Covid-19 has forced businesses to completely rethink how their supply chains operate. Traditionally, supply networks have been tuned for cost and speed, an approach that relies on having no interruptions. However, as a GlobalData webinar on de-risking supply chains discussed last week, Covid-19 has led to greater importance being placed on resilience.
Rather than suffering supply bottlenecks at single-source suppliers, companies must develop alternative, independent sources. That means having a Plan B and, for critical inputs and sectors, even a Plan C. Having been taken by surprise by Covid-19, companies must also anticipate the steps they would take to counter the threat from any future black swan events, such as a natural disaster, act of war, or even another pandemic.
While coping with the fallout from Covid-19, supply chains have also had to cope with other, man-made challenges, such as political uncertainty and escalating tariff wars between Washington and Beijing.
China’s place in global supply chains is under scrutiny, though the ultimate direction is largely determined by external factors. For example, US clothing retailer Levi’s reduced its production in China because of tariff changes. In 2019, only 1% to 2% of its clothes were made in China, down from 16% in 2017. Coincidentally, its decision to reduce its dependence on Chinese production shielded it from Covid-19 disruption.
Preparing for the unexpected
Preparing for the unexpected is critically important. It means doing scenario planning, running stress tests on every element of supply chains, focusing on delivery from critical suppliers, and doing supply function data analysis. Supply chains typically generate massive amounts of data, and analytics can uncover patterns and offer insights into supply management issues.
One published case study of the cobalt supply chain for an electric vehicle used mapping to highlight the complexity of companies’ supply networks. Critical weaknesses can often lie several tiers deep, possibly among the companies that supply an organisation’s main suppliers.
How Zara shook up its supply chain
One company that has already rethought its supply chain in the face of Covid-19 is clothing supplier Zara. Zara’s super-fast fashion innovation relies on agility and, consequently, it has reconfigured its conventional supply chain. Zara makes 12 inventory turns a year; its competitors typically have three or four. As a result, Zara is more flexible and needs less inventory finance. It also has a dual response strategy in that basic styles are made in different countries of the world whenever demand is unpredictable.

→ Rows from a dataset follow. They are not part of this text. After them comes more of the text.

//! Edge case tests and robustness validation
//!
//! Extreme inputs and state-machine corners: the engine must stay in its
//! last well-defined state instead of crashing or wedging.

use beatsync::sync::clock::{self, MIN_FIRST_BEAT_DELAY};
use beatsync::{
    BeatScheduler, Bpm, FlashController, FlashFrame, FlashPattern, SharedPlayhead, SyncError,
    create_beat_channel, create_notification_channel,
};
use ringbuf::traits::Consumer;
use std::sync::{Arc, Mutex};
use std::time::Duration;

/// Test BPM boundaries and rejection on both sides
#[test]
fn test_bpm_boundaries() {
    assert!(Bpm::new(30).is_ok());
    assert!(Bpm::new(300).is_ok());

    for bpm in [0, 1, 29, 301, 1000, u32::MAX] {
        assert!(matches!(Bpm::new(bpm), Err(SyncError::BpmOutOfRange(_))));
    }
}

/// Test first-beat delay with hostile start positions
#[test]
fn test_first_beat_delay_hostile_inputs() {
    // Defensive UI inputs land on position zero
    for start in [-1.0, f64::NEG_INFINITY, f64::NAN] {
        let delay = clock::first_beat_delay(start, 0.5);
        assert_eq!(delay, Duration::from_secs_f64(0.5));
    }

    // Huge positions still produce a sane delay within one interval
    let delay = clock::first_beat_delay(86_400.0 * 365.0, 0.2);
    assert!(delay >= MIN_FIRST_BEAT_DELAY);
    assert!(delay <= Duration::from_secs_f64(0.2) + Duration::from_millis(1));

    // Fastest and slowest supported grids
    let fast = clock::first_beat_delay(0.1, 60.0 / 300.0);
    assert!(fast >= MIN_FIRST_BEAT_DELAY && fast < Duration::from_secs_f64(0.2));
    let slow = clock::first_beat_delay(0.1, 60.0 / 30.0);
    assert!(slow < Duration::from_secs(2));
}

/// Test beats-per-measure clamping extremes
#[test]
fn test_beats_per_measure_extremes() {
    let mut flash = FlashController::new();

    flash.set_beats_per_measure(0);
    assert_eq!(flash.beats_per_measure(), 2);

    flash.set_beats_per_measure(u8::MAX);
    assert_eq!(flash.beats_per_measure(), 8);

    // Wrapping still holds at the clamped widths
    flash.start();
    for _ in 0..20 {
        let event = flash.on_beat_trigger().unwrap();
        assert!(event.beat >= 1 && event.beat <= 8);
    }
}

/// Test progressive bar frames at every measure width
#[test]
fn test_progressive_bar_all_measure_widths() {
    for width in 2..=8u8 {
        let mut flash = FlashController::new();
        flash.set_pattern(FlashPattern::ProgressiveBar);
        flash.set_beats_per_measure(width);
        flash.start();

        for beat in 1..=width {
            let event = flash.on_beat_trigger().unwrap();
            let FlashFrame::ProgressiveBar { segments } = event.frame() else {
                panic!("wrong frame variant");
            };
            assert_eq!(segments.len(), width as usize);
            let filled = segments.iter().filter(|s| s.filled).count();
            assert_eq!(filled, beat as usize);
        }
    }
}

/// Test start/stop hammering leaves the scheduler consistent
#[test]
fn test_rapid_start_stop_cycles() {
    let (beat_tx, mut beat_rx) = create_beat_channel(256);
    let (notification_tx, _notification_rx) = create_notification_channel(64);
    let mut scheduler = BeatScheduler::new(beat_tx, Arc::new(Mutex::new(notification_tx)));

    let playhead = SharedPlayhead::new();
    playhead.set_playing(true);
    scheduler.set_position_provider(playhead.clone());
    scheduler.set_bpm(300).unwrap();

    for _ in 0..10 {
        scheduler.start(0.0).unwrap();
        assert!(scheduler.is_running());
        scheduler.stop();
        assert!(!scheduler.is_running());
        assert_eq!(scheduler.beat_count(), 0);
        // Provider is unwired by stop; rewire for the next round
        scheduler.set_position_provider(playhead.clone());
    }

    // Each stopped-immediately session emitted at most one beat before
    // its reset
    while let Some(event) = beat_rx.try_pop() {
        if event.is_active {
            assert!(event.count <= 1);
        }
    }
}

/// Test start after stop fails until the provider is rewired
#[test]
fn test_stop_unwires_provider() {
    let (beat_tx, _beat_rx) = create_beat_channel(64);
    let (notification_tx, _notification_rx) = create_notification_channel(64);
    let mut scheduler = BeatScheduler::new(beat_tx, Arc::new(Mutex::new(notification_tx)));

    let playhead = SharedPlayhead::new();
    scheduler.set_position_provider(playhead.clone());
    scheduler.start(0.0).unwrap();
    scheduler.stop();

    assert!(matches!(
        scheduler.start(0.0),
        Err(SyncError::NoPositionProvider)
    ));

    scheduler.set_position_provider(playhead);
    assert!(scheduler.start(0.0).is_ok());
    scheduler.stop();
}

/// Test flash controller survives triggers in every state
#[test]
fn test_flash_triggers_in_all_states() {
    let mut flash = FlashController::new();

    // Stopped: ignored, state untouched
    for _ in 0..5 {
        assert!(flash.on_beat_trigger().is_none());
    }
    assert_eq!(flash.current_beat(), 1);

    // Start, run, stop, trigger again: still ignored
    flash.start();
    for _ in 0..3 {
        flash.on_beat_trigger();
    }
    flash.stop();
    assert!(flash.on_beat_trigger().is_none());

    // Restart resets the measure position
    flash.start();
    assert_eq!(flash.on_beat_trigger().unwrap().beat, 1);
}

Supply in an uncertain world
In their response to the pandemic, companies in most sectors must examine how their supply chains have performed and decide how, and at what pace, they want to shake them up.
In an increasingly turbulent world, deciding how exposed a company is to its supplier network, and what to do about it, will become a critical theme for companies. No chief executive will want to be kept awake at night worrying about their supply-chain.